## Directions
Read the lines of the data below and retrieve those with "ChatCompletionResource".

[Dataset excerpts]
:::::

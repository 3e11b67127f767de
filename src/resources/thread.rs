use super::{found, ignore_not_found, ManagedResource};
use crate::client::OpenAiClient;
use crate::types::tool::{CodeInterpreterResources, FileSearchResources};
use crate::types::{
    CreateMessageRequest, CreateThreadRequest, Metadata, ModifyThreadRequest, Thread, ToolResources,
};
use crate::Result;
use async_trait::async_trait;

#[derive(Debug, Clone, Default)]
pub struct ThreadConfig {
    /// Messages seeded into the thread at creation.
    pub messages: Vec<CreateMessageRequest>,
    /// Files available to the code interpreter in this thread.
    pub file_ids: Vec<String>,
    /// Vector stores searched by file search in this thread.
    pub vector_store_ids: Vec<String>,
    pub metadata: Option<Metadata>,
}

impl ThreadConfig {
    fn tool_resources(&self) -> Option<ToolResources> {
        ToolResources::from_ids(&self.file_ids, &self.vector_store_ids)
    }
}

#[derive(Debug, Clone, PartialEq)]
pub struct ThreadState {
    pub id: String,
    pub created_at: i64,
    pub file_ids: Vec<String>,
    pub vector_store_ids: Vec<String>,
    pub metadata: Option<Metadata>,
}

impl From<Thread> for ThreadState {
    fn from(t: Thread) -> Self {
        let (file_ids, vector_store_ids) = t.tool_resources.unwrap_or_default().into_ids();
        Self {
            id: t.id,
            created_at: t.created_at,
            file_ids,
            vector_store_ids,
            metadata: t.metadata,
        }
    }
}

pub struct ThreadResource;

#[async_trait]
impl ManagedResource for ThreadResource {
    type Config = ThreadConfig;
    type State = ThreadState;

    fn type_name(&self) -> &'static str {
        "openai_thread"
    }

    async fn create(&self, client: &OpenAiClient, config: &ThreadConfig) -> Result<ThreadState> {
        let req = CreateThreadRequest {
            messages: config.messages.clone(),
            tool_resources: config.tool_resources(),
            metadata: config.metadata.clone(),
        };
        Ok(client.create_thread(&req).await?.into())
    }

    async fn read(&self, client: &OpenAiClient, state: &ThreadState) -> Result<Option<ThreadState>> {
        Ok(found(client.get_thread(&state.id).await)?.map(Into::into))
    }

    /// Metadata and tool resources are mutable; seeded messages belong to the
    /// thread's history. Emptied resource lists are sent explicitly so the
    /// upstream drops them.
    async fn update(&self, client: &OpenAiClient, state: &ThreadState, config: &ThreadConfig) -> Result<ThreadState> {
        let mut tool_resources = config.tool_resources();
        if tool_resources.is_none() && !(state.file_ids.is_empty() && state.vector_store_ids.is_empty()) {
            tool_resources = Some(ToolResources {
                code_interpreter: Some(CodeInterpreterResources::default()),
                file_search: Some(FileSearchResources::default()),
            });
        }
        let req = ModifyThreadRequest {
            tool_resources,
            metadata: Some(config.metadata.clone().unwrap_or_default()),
        };
        Ok(client.update_thread(&state.id, &req).await?.into())
    }

    async fn delete(&self, client: &OpenAiClient, state: &ThreadState) -> Result<()> {
        ignore_not_found(client.delete_thread(&state.id).await)
    }

    async fn import(&self, client: &OpenAiClient, import_id: &str) -> Result<Option<ThreadState>> {
        Ok(found(client.get_thread(import_id).await)?.map(Into::into))
    }
}
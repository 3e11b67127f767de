//! 类型模块：OpenAI REST API 的请求与响应类型。
//!
//! # Types Module
//!
//! Strongly-typed request and response bodies for the upstream endpoints the
//! provider manages. Request types skip unset optional fields so that the
//! upstream applies its own defaults.
//!
//! | Module | Entities |
//! |--------|----------|
//! | [`model`] | Models |
//! | [`assistant`] | Assistants |
//! | [`tool`] | Assistant tools and tool resources |
//! | [`thread`] | Threads |
//! | [`message`] | Thread messages |
//! | [`run`] | Runs and run status |
//! | [`file`] | Uploaded files |
//! | [`fine_tuning`] | Fine-tuning jobs |
//! | [`chat`] | Chat completions |
//! | [`embedding`] | Embeddings |
//! | [`vector_store`] | Vector stores and their files |

pub mod assistant;
pub mod chat;
pub mod embedding;
pub mod file;
pub mod fine_tuning;
pub mod message;
pub mod model;
pub mod run;
pub mod thread;
pub mod tool;
pub mod vector_store;

use serde::{Deserialize, Serialize};
use std::collections::HashMap;

/// Free-form key/value metadata attached to most objects.
pub type Metadata = HashMap<String, String>;

/// Envelope returned by list endpoints.
#[derive(Debug, Clone, Serialize, Deserialize)]
pub struct ListResponse<T> {
    #[serde(default)]
    pub object: String,
    pub data: Vec<T>,
    #[serde(default)]
    pub first_id: Option<String>,
    #[serde(default)]
    pub last_id: Option<String>,
    #[serde(default)]
    pub has_more: bool,
}

/// Body returned by delete endpoints.
#[derive(Debug, Clone, Serialize, Deserialize)]
pub struct DeletionStatus {
    pub id: String,
    #[serde(default)]
    pub object: String,
    pub deleted: bool,
}

pub use assistant::{Assistant, AssistantRequest};
pub use chat::{ChatChoice, ChatCompletion, ChatCompletionRequest, ChatMessage, ChatUsage};
pub use embedding::{EmbeddingData, EmbeddingInput, EmbeddingRequest, EmbeddingResponse, EmbeddingUsage};
pub use file::{FileObject, FileUpload};
pub use fine_tuning::{CreateFineTuningJobRequest, FineTuningJob, HyperparameterValue, Hyperparameters};
pub use message::{Attachment, AttachmentTool, CreateMessageRequest, Message, MessageContent, ModifyMessageRequest};
pub use model::Model;
pub use run::{CreateRunRequest, IncompleteDetails, Run, RunError, RunStatus};
pub use thread::{CreateThreadRequest, ModifyThreadRequest, Thread};
pub use tool::{AssistantTool, FunctionDefinition, ToolResources};
pub use vector_store::{
    CreateVectorStoreFileRequest, ExpiresAfter, FileCounts, VectorStore, VectorStoreFile, VectorStoreRequest,
};
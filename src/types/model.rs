use serde::{Deserialize, Serialize};

#[derive(Debug, Clone, PartialEq, Eq, Serialize, Deserialize)]
pub struct Model {
    pub id: String,
    #[serde(default)]
    pub object: String,
    #[serde(default)]
    pub created: i64,
    #[serde(default)]
    pub owned_by: String,
}
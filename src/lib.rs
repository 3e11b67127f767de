//! # terraform-provider-openai
//!
//! 这是 OpenAI 基础设施 provider 的运行时核心：带重试与限流的 API 客户端，以及 run 完成轮询。
//!
//! Runtime core of a declarative-infrastructure provider that manages OpenAI
//! platform objects (assistants, threads, messages, runs, files, fine-tuning
//! jobs, vector stores) and one-shot generations (chat completions,
//! embeddings) through a Create/Read/Update/Delete/Import lifecycle.
//!
//! ## Overview
//!
//! Every upstream call flows through the same path:
//!
//! 1. an adapter in [`resources`] builds a typed request from configuration;
//! 2. [`OpenAiClient`] hands the call to the [`resilience::RetryExecutor`];
//! 3. the executor takes a permit from the shared token bucket, performs the
//!    call and, on a retryable failure, backs off exponentially with jitter;
//! 4. run adapters then drive [`polling::wait_for_completion`] until the run
//!    is terminal, the deadline passes, or the operation is cancelled.
//!
//! ## Quick Start
//!
//! ```rust,no_run
//! use terraform_provider_openai::{Provider, ProviderConfig};
//! use terraform_provider_openai::resources::assistant::{AssistantConfig, AssistantResource};
//! use terraform_provider_openai::resources::ManagedResource;
//!
//! #[tokio::main]
//! async fn main() -> terraform_provider_openai::Result<()> {
//!     // Falls back to OPENAI_API_KEY when api_key is unset.
//!     let client = Provider::configure(&ProviderConfig::default())?;
//!
//!     let state = AssistantResource
//!         .create(
//!             &client,
//!             &AssistantConfig {
//!                 model: "gpt-4o-mini".into(),
//!                 name: Some("support-bot".into()),
//!                 ..Default::default()
//!             },
//!         )
//!         .await?;
//!     println!("created {}", state.id);
//!     Ok(())
//! }
//! ```
//!
//! ## Module Organization
//!
//! | Module | Description |
//! |--------|-------------|
//! | [`transport`] | Pooled HTTP transport and upstream error parsing |
//! | [`resilience`] | Rate limiting, error classification, backoff and retry |
//! | [`polling`] | Run-completion poller |
//! | [`client`] | Typed OpenAI API client and builder |
//! | [`resources`] | Managed resource and data source adapters |
//! | [`types`] | Request and response types |
//! | [`config`] | Provider configuration and environment merging |
//! | [`logging`] | Tracing subscriber setup |

pub mod client;
pub mod config;
pub mod logging;
pub mod polling;
pub mod provider;
pub mod resilience;
pub mod resources;
pub mod transport;
pub mod types;

pub use client::{OpenAiClient, OpenAiClientBuilder};
pub use config::{ProviderConfig, ResolvedConfig};
pub use polling::{wait_for_completion, PollOptions, RunStatusSource};
pub use provider::Provider;
pub use resilience::{RetryExecutor, RetryMode, RetryPolicy};
pub use types::run::{Run, RunStatus};

/// Result type alias for the library
pub type Result<T> = std::result::Result<T, Error>;

/// Error type for the library
pub mod error;
pub use error::{Error, ErrorContext};
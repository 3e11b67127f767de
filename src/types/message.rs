//! Thread messages.

use super::Metadata;
use serde::{Deserialize, Serialize};

#[derive(Debug, Clone, Serialize, Deserialize)]
pub struct Message {
    pub id: String,
    #[serde(default)]
    pub object: String,
    pub created_at: i64,
    pub thread_id: String,
    pub role: String,
    #[serde(default)]
    pub content: Vec<MessageContent>,
    #[serde(default)]
    pub assistant_id: Option<String>,
    #[serde(default)]
    pub run_id: Option<String>,
    #[serde(default)]
    pub attachments: Vec<Attachment>,
    #[serde(default)]
    pub metadata: Option<Metadata>,
}

impl Message {
    /// First text block, if any.
    pub fn text(&self) -> Option<&str> {
        self.content.iter().find_map(|c| match c {
            MessageContent::Text { text } => Some(text.value.as_str()),
            _ => None,
        })
    }
}

#[derive(Debug, Clone, Serialize, Deserialize)]
#[serde(tag = "type", rename_all = "snake_case")]
pub enum MessageContent {
    Text { text: MessageText },
    ImageFile { image_file: serde_json::Value },
    ImageUrl { image_url: serde_json::Value },
    #[serde(other)]
    Other,
}

#[derive(Debug, Clone, Serialize, Deserialize)]
pub struct MessageText {
    pub value: String,
    #[serde(default)]
    pub annotations: Vec<serde_json::Value>,
}

#[derive(Debug, Clone, PartialEq, Serialize, Deserialize)]
pub struct Attachment {
    pub file_id: String,
    #[serde(default)]
    pub tools: Vec<AttachmentTool>,
}

#[derive(Debug, Clone, PartialEq, Serialize, Deserialize)]
pub struct AttachmentTool {
    #[serde(rename = "type")]
    pub kind: String,
}

#[derive(Debug, Clone, Serialize, Deserialize)]
pub struct CreateMessageRequest {
    pub role: String,
    pub content: String,
    #[serde(default, skip_serializing_if = "Vec::is_empty")]
    pub attachments: Vec<Attachment>,
    #[serde(skip_serializing_if = "Option::is_none")]
    pub metadata: Option<Metadata>,
}

impl CreateMessageRequest {
    pub fn user(content: impl Into<String>) -> Self {
        Self {
            role: "user".to_string(),
            content: content.into(),
            attachments: Vec::new(),
            metadata: None,
        }
    }
}

#[derive(Debug, Clone, Default, Serialize, Deserialize)]
pub struct ModifyMessageRequest {
    #[serde(skip_serializing_if = "Option::is_none")]
    pub metadata: Option<Metadata>,
}

#[cfg(test)]
mod tests {
    use super::*;

    #[test]
    fn test_message_text_skips_non_text_blocks() {
        let json = serde_json::json!({
            "id": "msg_1",
            "object": "thread.message",
            "created_at": 1,
            "thread_id": "thread_1",
            "role": "assistant",
            "content": [
                {"type": "image_file", "image_file": {"file_id": "file_1"}},
                {"type": "refusal", "refusal": "no"},
                {"type": "text", "text": {"value": "hello", "annotations": []}}
            ]
        });
        let msg: Message = serde_json::from_value(json).unwrap();
        assert_eq!(msg.text(), Some("hello"));
        assert!(matches!(msg.content[1], MessageContent::Other));
    }
}
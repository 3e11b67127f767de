use super::ManagedResource;
use crate::client::OpenAiClient;
use crate::types::{ChatCompletion, ChatCompletionRequest, ChatMessage};
use crate::{Error, ErrorContext, Result};
use async_trait::async_trait;
use std::collections::HashMap;
use tracing::debug;

#[derive(Debug, Clone, Default)]
pub struct ChatCompletionConfig {
    pub model: String,
    pub messages: Vec<ChatMessage>,
    pub temperature: Option<f64>,
    pub top_p: Option<f64>,
    pub n: Option<u32>,
    pub max_tokens: Option<u32>,
    pub presence_penalty: Option<f64>,
    pub frequency_penalty: Option<f64>,
    pub logit_bias: Option<HashMap<String, i32>>,
    pub user: Option<String>,
}

impl ChatCompletionConfig {
    pub(crate) fn to_request(&self, source: &'static str) -> Result<ChatCompletionRequest> {
        if self.messages.is_empty() {
            return Err(Error::validation_with_context(
                "at least one message is required",
                ErrorContext::new()
                    .with_field_path("messages")
                    .with_source(source),
            ));
        }
        Ok(ChatCompletionRequest {
            model: self.model.clone(),
            messages: self.messages.clone(),
            temperature: self.temperature,
            top_p: self.top_p,
            n: self.n,
            max_tokens: self.max_tokens,
            presence_penalty: self.presence_penalty,
            frequency_penalty: self.frequency_penalty,
            logit_bias: self.logit_bias.clone(),
            user: self.user.clone(),
        })
    }
}

#[derive(Debug, Clone, PartialEq)]
pub struct ChatCompletionState {
    /// `chat-{model}-{created}`; the upstream keeps no readable object.
    pub id: String,
    pub model: String,
    pub created: i64,
    /// One entry per choice.
    pub response_content: Vec<String>,
    pub response_role: Option<String>,
    pub total_tokens: Option<u32>,
}

impl ChatCompletionState {
    pub fn from_completion(requested_model: &str, c: ChatCompletion) -> Self {
        let model = if c.model.is_empty() {
            requested_model.to_string()
        } else {
            c.model.clone()
        };
        Self {
            id: format!("chat-{}-{}", model, c.created),
            response_content: c.contents(),
            response_role: c.choices.first().map(|ch| ch.message.role.clone()),
            total_tokens: c.usage.as_ref().map(|u| u.total_tokens),
            created: c.created,
            model,
        }
    }
}

/// A generated chat completion kept as state. Any change generates a new one.
pub struct ChatCompletionResource;

#[async_trait]
impl ManagedResource for ChatCompletionResource {
    type Config = ChatCompletionConfig;
    type State = ChatCompletionState;

    fn type_name(&self) -> &'static str {
        "openai_chat_completion"
    }

    async fn create(&self, client: &OpenAiClient, config: &ChatCompletionConfig) -> Result<ChatCompletionState> {
        let req = config.to_request("openai_chat_completion")?;
        let completion = client.create_chat_completion(&req).await?;
        Ok(ChatCompletionState::from_completion(&config.model, completion))
    }

    async fn read(&self, _client: &OpenAiClient, state: &ChatCompletionState) -> Result<Option<ChatCompletionState>> {
        Ok(Some(state.clone()))
    }

    async fn update(
        &self,
        client: &OpenAiClient,
        _state: &ChatCompletionState,
        config: &ChatCompletionConfig,
    ) -> Result<ChatCompletionState> {
        self.create(client, config).await
    }

    async fn delete(&self, _client: &OpenAiClient, state: &ChatCompletionState) -> Result<()> {
        debug!(id = %state.id, "dropping chat completion from state");
        Ok(())
    }

    async fn import(&self, _client: &OpenAiClient, import_id: &str) -> Result<Option<ChatCompletionState>> {
        Err(Error::validation_with_context(
            format!("chat completions cannot be imported ('{}')", import_id),
            ErrorContext::new()
                .with_field_path("import_id")
                .with_source("openai_chat_completion"),
        ))
    }
}

#[cfg(test)]
mod tests {
    use super::*;

    #[test]
    fn test_state_id_and_choice_order() {
        let completion: ChatCompletion = serde_json::from_value(serde_json::json!({
            "id": "chatcmpl-1",
            "created": 1700000000,
            "model": "gpt-4o-mini",
            "choices": [
                {"index": 1, "message": {"role": "assistant", "content": "second"}},
                {"index": 0, "message": {"role": "assistant", "content": "first"}}
            ],
            "usage": {"prompt_tokens": 3, "completion_tokens": 4, "total_tokens": 7}
        }))
        .unwrap();
        let state = ChatCompletionState::from_completion("gpt-4o-mini", completion);
        assert_eq!(state.id, "chat-gpt-4o-mini-1700000000");
        assert_eq!(state.response_content, vec!["first", "second"]);
        assert_eq!(state.total_tokens, Some(7));
    }
}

:::::

## Answer to this exercise
pub struct ChatCompletionResource;
impl ManagedResource for ChatCompletionResource {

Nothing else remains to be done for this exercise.